Extended reality technologies, machine intelligence, voice-controlled user interfaces, and enriched data management tools are just a few of the new tools available to today’s music creators and consumers.

The American Society of Composers, Authors, and Publishers (ASCAP) Lab seeks creative, cutting-edge concepts that apply emerging technologies to music composition and experience. Are there new modes of composition and creation that can be enabled with a novel application or combination of these technologies? Additionally, how do these technologies enable and unlock new ways to experience music? 

2020 ASCAP Music & Design Challenge

A quick look

Why?

A more inclusive, collaborative experience for music creators

Collaborative music creation today faces 3 major limitations:

  1. centered around musicians or creators with background and knowledge in music, or musical instruments skills

  2. limited by conventional understandings of so-called "musical instruments"

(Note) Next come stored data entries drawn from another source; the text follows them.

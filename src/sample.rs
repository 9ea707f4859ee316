// Copyright © 2024 Marvin Beckmann
//
// This file is part of fe-rs.
//
// fe-rs is free software: you can redistribute it and/or modify it under
// the terms of the Mozilla Public License Version 2.0 as published by the
// Mozilla Foundation. See <https://mozilla.org/en-US/MPL/2.0/>.

//! This module contains samplable distributions, most prominently the
//! discrete Gaussian distribution over the integers.

pub mod distribution;
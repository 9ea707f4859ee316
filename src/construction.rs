// Copyright © 2024 Niklas Siemer, Marvin Beckmann
//
// This file is part of fe-rs.
//
// fe-rs is free software: you can redistribute it and/or modify it under
// the terms of the Mozilla Public License Version 2.0 as published by the
// Mozilla Foundation. See <https://mozilla.org/en-US/MPL/2.0/>.

//! This module contains the cryptographic constructions of this crate:
//! functional encryption for inner products over polynomial rings and
//! decentralized attribute-based encryption, together with the hashes they
//! rely on. Each scheme is a struct holding its public parameters whose
//! methods provide the scheme's operations.

pub mod abe;
pub mod hash;
pub mod inner_product;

  3. mostly experienced in common physical spaces

 

Through Life Jam, we would like to address those limitations, with a strong belief that the exciting future of music creation and music experience is only limited by our imagination. Life Jam reimagines music experience and explores new ways of listening and alternative forms of "musical instruments" of the future. It is aimed at creating a more inclusive,  playful music co-creation experience, simply by using familiar objects of our daily lives to create music together via an accessible virtual platform.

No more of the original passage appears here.